Dural arteriovenous shunt of the left transverse sinus

This 64 year old patient had 6 month history of progressive headaches followed by loss of vision.
At ophthalmological examination bilateral papilledema was found. Initial MRI examination revealed an empty sella. The diagnosis of normal pressure hydrocephalus was made.
As the patient's symptomatology rapidly progressed she was transferred to another hospital where an emergency CT scan was performed. Non-contrast enhanced images were read as normal, however intravenous contrast injection was carried out which showed abnormal vascular structures in the left parieto-occipital region.
MRI examination was repeated and included MRA at this time. Based on this study, the diagnosis of a dural arteriovenous fistula of the left transverse sinus was made. Subsequent catheter based cerebral angiography confirmed the diagnosis.
As an initial therapeutic measure, endovascular treatment was attempted by a venous approach (from the contralateral jugular vein through the torcular) and consisted of deposition of coils in the left transverse sinus. This treatment proved to be inadequate and hence was followed by surgical resection of much of the involved sinus resulting in progressive improvement in vision and resolution of headache.

(Dural AVS of the transverse sinus, 0.5 T)

Examination 1
Fig.1 Transverse non-enhanced CT images. This study was interpreted as normal.
Fig.2 Transverse contrast-enhanced CT images. Marked enhancement of the tentorium and the cortical veins in the left parieto-occipital region is noted. This was felt to reflect abnormal venous drainage (venous congestion) necessitating further evaluation by MRI-MRA.
Fig.3 Transverse proton-density and T2-weighted fast spin echo images. Note the empty sella, possibly reflecting chronically raised intracranial pressure.
Fig.4 Transverse proton density weighted fast spin-echo images. The abnormal vascular structures in the left parieto-occipital region are clearly seen.
Fig.5 Sagittal 2D PC MR angiograms of the left cerebral hemisphere with different velocity encoding values (from left above to right below: 10 cm/s, 20 cm/s, 40 cm/s, 80 cm/s). Optimal visualization of both the arterial and venous structures is obtained with the 40 cm/s Venc value. This is selected for the subsequent 3D PC MRA acquisition.
Fig.6 Coronal targeted MIP reconstructions with slight angular differences of the posterior fossa vascular structures from a 3D PC MRA acquisition data set. Partial visualization of the left transverse sinus and non-visualization of the left sigmoid sinus are demonstrated.
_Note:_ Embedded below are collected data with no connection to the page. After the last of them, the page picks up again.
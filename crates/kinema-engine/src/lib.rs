//! Kinema engine crate.
//!
//! A retained scene of 2D elements, a transition engine animating their
//! properties over time, and a winit host that drives the frame loop.

pub mod animation;
pub mod coords;
pub mod logging;
pub mod paint;
pub mod render;
pub mod scene;
pub mod time;
pub mod window;
use std::fmt;
use std::sync::atomic::{AtomicU64, Ordering};

use crate::animation::{ElementState, Interpolator};
use crate::coords::Rect;

use super::DrawList;

/// Stable identity of a drawable element.
#[derive(Debug, Copy, Clone, PartialEq, Eq, Hash, PartialOrd, Ord)]
pub struct ElementId(u64);

impl ElementId {
    /// Allocates a process-unique id.
    pub fn next() -> Self {
        static COUNTER: AtomicU64 = AtomicU64::new(1);
        Self(COUNTER.fetch_add(1, Ordering::Relaxed))
    }
}

impl fmt::Display for ElementId {
    fn fmt(&self, f: &mut fmt::Formatter<'_>) -> fmt::Result {
        write!(f, "element#{}", self.0)
    }
}

/// Identity of a group registered with a `Scene`.
#[derive(Debug, Copy, Clone, PartialEq, Eq, Hash, PartialOrd, Ord)]
pub struct GroupId(u64);

impl GroupId {
    pub fn next() -> Self {
        static COUNTER: AtomicU64 = AtomicU64::new(1);
        Self(COUNTER.fetch_add(1, Ordering::Relaxed))
    }
}

impl fmt::Display for GroupId {
    fn fmt(&self, f: &mut fmt::Formatter<'_>) -> fmt::Result {
        write!(f, "group#{}", self.0)
    }
}

/// Drawable entity animated by the renderer.
///
/// The render loop only needs identity, a state it can read and write, and a
/// way to draw; shapes decide how their state maps to draw commands.
pub trait Element {
    fn id(&self) -> ElementId;

    fn state(&self) -> &ElementState;

    fn state_mut(&mut self) -> &mut ElementState;

    /// Records this element's draw commands using its current state.
    fn render(&self, surface: &mut DrawList);

    fn bounding_box(&self) -> Rect;

    /// Builds the interpolator driving this element towards `target`.
    fn interpolate(&self, target: &ElementState) -> Interpolator {
        Interpolator::between(self.state(), target)
    }

    /// Writes an intermediate or final state produced by an interpolator.
    fn apply(&mut self, state: ElementState) {
        self.state_mut().merge(state);
    }
}

/// Transition target: a leaf element or a group standing in for its members.
#[derive(Debug, Copy, Clone, PartialEq, Eq, Hash)]
pub enum Target {
    Element(ElementId),
    Group(GroupId),
}

impl From<ElementId> for Target {
    fn from(id: ElementId) -> Self {
        Target::Element(id)
    }
}

impl From<GroupId> for Target {
    fn from(id: GroupId) -> Self {
        Target::Group(id)
    }
}

/// One or more transition targets, in request order.
#[derive(Debug, Clone, Default, PartialEq)]
pub struct Targets(Vec<Target>);

impl Targets {
    pub fn iter(&self) -> impl Iterator<Item = Target> + '_ {
        self.0.iter().copied()
    }

    pub fn is_empty(&self) -> bool {
        self.0.is_empty()
    }
}

impl From<Target> for Targets {
    fn from(target: Target) -> Self {
        Targets(vec![target])
    }
}

impl From<ElementId> for Targets {
    fn from(id: ElementId) -> Self {
        Targets(vec![id.into()])
    }
}

impl From<GroupId> for Targets {
    fn from(id: GroupId) -> Self {
        Targets(vec![id.into()])
    }
}

impl<T: Into<Target>> From<Vec<T>> for Targets {
    fn from(items: Vec<T>) -> Self {
        items.into_iter().collect()
    }
}

impl<T: Into<Target>, const N: usize> From<[T; N]> for Targets {
    fn from(items: [T; N]) -> Self {
        items.into_iter().collect()
    }
}

impl<T: Into<Target> + Copy> From<&[T]> for Targets {
    fn from(items: &[T]) -> Self {
        items.iter().copied().collect()
    }
}

impl<T: Into<Target>> FromIterator<T> for Targets {
    fn from_iter<I: IntoIterator<Item = T>>(iter: I) -> Self {
        Targets(iter.into_iter().map(Into::into).collect())
    }
}

/// Container whose membership substitutes for itself as a transition target.
///
/// Members may be elements or previously registered groups.
#[derive(Debug, Clone, PartialEq)]
pub struct Group {
    id: GroupId,
    members: Vec<Target>,
}

impl Group {
    pub(crate) fn new(id: GroupId, members: Targets) -> Self {
        Self { id, members: members.0 }
    }

    pub fn id(&self) -> GroupId {
        self.id
    }

    pub fn members(&self) -> &[Target] {
        &self.members
    }
}
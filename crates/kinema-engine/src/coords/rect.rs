use super::Vec2;

/// Axis-aligned rectangle in logical pixels (top-left origin).
#[derive(Debug, Copy, Clone, Default, PartialEq)]
pub struct Rect {
    pub origin: Vec2,
    pub size: Vec2,
}

impl Rect {
    #[inline]
    pub const fn new(x: f32, y: f32, w: f32, h: f32) -> Self {
        Self {
            origin: Vec2::new(x, y),
            size: Vec2::new(w, h),
        }
    }

    /// Smallest rectangle containing every point, or `None` for an empty set.
    pub fn from_points<I>(points: I) -> Option<Rect>
    where
        I: IntoIterator<Item = Vec2>,
    {
        let mut iter = points.into_iter();
        let first = iter.next()?;
        let (mut min, mut max) = (first, first);

        for p in iter {
            min = Vec2::new(min.x.min(p.x), min.y.min(p.y));
            max = Vec2::new(max.x.max(p.x), max.y.max(p.y));
        }

        Some(Rect::new(min.x, min.y, max.x - min.x, max.y - min.y))
    }

    #[inline]
    pub fn min(self) -> Vec2 {
        self.origin
    }

    #[inline]
    pub fn max(self) -> Vec2 {
        Vec2::new(self.origin.x + self.size.x, self.origin.y + self.size.y)
    }

    #[inline]
    pub fn is_empty(self) -> bool {
        self.size.x <= 0.0 || self.size.y <= 0.0
    }

    /// Normalizes the rectangle so width/height are non-negative.
    #[inline]
    pub fn normalized(self) -> Self {
        let mut x = self.origin.x;
        let mut y = self.origin.y;
        let mut w = self.size.x;
        let mut h = self.size.y;

        if w < 0.0 {
            x += w;
            w = -w;
        }
        if h < 0.0 {
            y += h;
            h = -h;
        }

        Rect::new(x, y, w, h)
    }

    /// Half-open containment: [min, max).
    #[inline]
    pub fn contains(self, p: Vec2) -> bool {
        let r = self.normalized();
        p.x >= r.origin.x
            && p.y >= r.origin.y
            && p.x < (r.origin.x + r.size.x)
            && p.y < (r.origin.y + r.size.y)
    }
}

#[cfg(test)]
mod tests {
    use super::*;

    fn r(x: f32, y: f32, w: f32, h: f32) -> Rect { Rect::new(x, y, w, h) }

    #[test]
    fn normalized_negative_size() {
        let n = r(10.0, 10.0, -4.0, -3.0).normalized();
        assert_eq!(n, r(6.0, 7.0, 4.0, 3.0));
    }

    #[test]
    fn contains_is_half_open() {
        let rect = r(0.0, 0.0, 10.0, 10.0);
        assert!(rect.contains(Vec2::new(0.0, 0.0)));
        assert!(rect.contains(Vec2::new(5.0, 5.0)));
        assert!(!rect.contains(Vec2::new(10.0, 10.0)));
    }

    #[test]
    fn from_points_spans_extent() {
        let pts = [Vec2::new(4.0, 1.0), Vec2::new(-2.0, 8.0), Vec2::new(3.0, 3.0)];
        assert_eq!(Rect::from_points(pts), Some(r(-2.0, 1.0, 6.0, 7.0)));
        assert_eq!(Rect::from_points(core::iter::empty()), None);
    }

    #[test]
    fn is_empty_zero_size() {
        assert!(r(0.0, 0.0, 0.0, 5.0).is_empty());
        assert!(!r(0.0, 0.0, 1.0, 1.0).is_empty());
    }
}
use std::collections::HashMap;
use std::time::{Duration, Instant};

use crate::animation::{Direction, Ease, ElementState, Interpolator};
use crate::scene::ElementId;

use super::CompletionCallback;
use super::batch::SharedBatch;

/// Live descriptor of one element's transition.
pub(crate) struct Transition {
    pub(crate) start_time: Instant,
    pub(crate) duration: Duration,
    pub(crate) ease: Ease,
    pub(crate) direction: Direction,
    pub(crate) looped: bool,
    pub(crate) interpolator: Interpolator,
    pub(crate) callback: Option<CompletionCallback>,
    pub(crate) batch: SharedBatch,
}

/// Result of evaluating a transition at a frame timestamp.
#[derive(Debug)]
pub(crate) enum Step {
    /// Not started yet (still inside its delay).
    Pending,
    Active(ElementState),
    /// Reached its duration; the state is the last one to apply.
    Finished(ElementState),
}

impl Transition {
    pub(crate) fn step(&mut self, now: Instant) -> Step {
        let elapsed = match now.checked_duration_since(self.start_time) {
            Some(elapsed) if !elapsed.is_zero() => elapsed,
            _ => return Step::Pending,
        };

        let raw = if self.duration.is_zero() {
            1.0
        } else {
            (elapsed.as_secs_f64() / self.duration.as_secs_f64()).clamp(0.0, 1.0) as f32
        };
        let state = self.interpolator.at(self.ease.apply(self.direction.apply(raw)));

        if elapsed < self.duration {
            return Step::Active(state);
        }

        if self.looped && !self.duration.is_zero() {
            // Keep the phase: skip whole cycles, carry the remainder into the next one.
            let cycles = (elapsed.as_nanos() / self.duration.as_nanos()).min(u32::MAX as u128);
            self.start_time += self.duration * cycles as u32;
            return Step::Active(state);
        }

        Step::Finished(state)
    }

    /// State at the end of the transition's direction.
    pub(crate) fn final_state(&self) -> ElementState {
        self.interpolator.at(self.ease.apply(self.direction.apply(1.0)))
    }
}

/// At most one live transition per element.
#[derive(Default)]
pub(crate) struct TransitionRegistry {
    entries: HashMap<ElementId, Transition>,
}

impl TransitionRegistry {
    pub(crate) fn insert(&mut self, id: ElementId, transition: Transition) {
        let previous = self.entries.insert(id, transition);
        debug_assert!(previous.is_none(), "{id} already had a live transition");
    }

    pub(crate) fn get_mut(&mut self, id: ElementId) -> Option<&mut Transition> {
        self.entries.get_mut(&id)
    }

    pub(crate) fn remove(&mut self, id: ElementId) -> Option<Transition> {
        self.entries.remove(&id)
    }

    pub(crate) fn contains(&self, id: ElementId) -> bool {
        self.entries.contains_key(&id)
    }

    pub(crate) fn len(&self) -> usize {
        self.entries.len()
    }

    pub(crate) fn is_empty(&self) -> bool {
        self.entries.is_empty()
    }

    pub(crate) fn clear(&mut self) {
        self.entries.clear();
    }

    /// Drops every transition whose element fails `keep`; returns how many were dropped.
    pub(crate) fn retain<F>(&mut self, mut keep: F) -> usize
    where
        F: FnMut(ElementId) -> bool,
    {
        let before = self.entries.len();
        self.entries.retain(|id, _| keep(*id));
        before - self.entries.len()
    }
}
Note also the segmental signal drop-out of the right transverse sinus (arrow) which should not be mistaken for thrombosis. In fact, this phenomenon is frequently and typically seen at the junction of the vein of Labbe and most probably reflects signal loss due to phase dispersion in turbulent flow.
Fig.7 Transverse targeted MIP reconstruction of the posterior fossa vascular structures from a 3D PC MRA acquisition data set. Same observations as on Fig. 6.
Fig.8 Sagittal targeted MIP reconstructions of the left (left) and right (right) cerebral hemispheres from a 3D PC MRA acquisition data set for comparison. The partial thrombosis of the transverse sinus and occlusion of the sigmoid sinus on the left side are demonstrated. An abnormal transcranial vascular supply from the left external occipital artery to the patent segment of the left transverse sinus is also suspected. Note the unusual cortical venous connection between the left transverse sinus and the superior sagittal sinus via the vein of Labbe and the vein of Trolard (arrows), serving as an accessory collateral venous drainage channel.
Fig.9 Lateral (above) and a-p (below) DSA images after selective injection of the left external carotid artery. A complex dural arteriovenous shunt with a thrombosed left transverse sinus is recognized, hence the MRI-MRA diagnosis is confirmed. As predicted, the arterial feeders arise from the external carotid artery branches and the shunt is drained towards the contralateral transverse sinus, via the torcular of Herophilus. The upward flow direction in the previously described temporo-parietal collateral venous channel is also appreciated.
Fig.10 Lateral DSA image after selective injection of the left external carotid artery (above) and sagittal targeted MIP image (below) from a 3D PC MRA acquisition data set of the dAVS of the left transverse sinus for comparison, showing good agreement between the imaging modalities.
Fig.11 DSA image (a-p view) after selective injection of the left external carotid artery (above) and coronal targeted MIP reconstruction (below) from the 3D PC MRA acquisition data set for comparison, showing good agreement between the two imaging modalities. Note again the appearance of the junction of the vein of Labbe with the right transverse sinus where the inflow of non-opacified blood results in incomplete segmental visualization of the transverse sinus. This is also seen as a segmental intravascular signal drop-out on the MR angiogram, but in this case is probably due to phase dispersion related to turbulent flow.
Fig.12 Lateral (above) DSA image after selective injection of the left internal carotid artery and lateral (middle) and a-p (below) images after selective injection of the right internal carotid artery. Direct tentorial meningeal branches arising from the internal carotid arteries also contribute to the blood supply of the dAVS. Vascular structures of such a small diameter and slow flow are impossible to identify on MR angiograms and therefore were not seen on the MR angiograms in this case.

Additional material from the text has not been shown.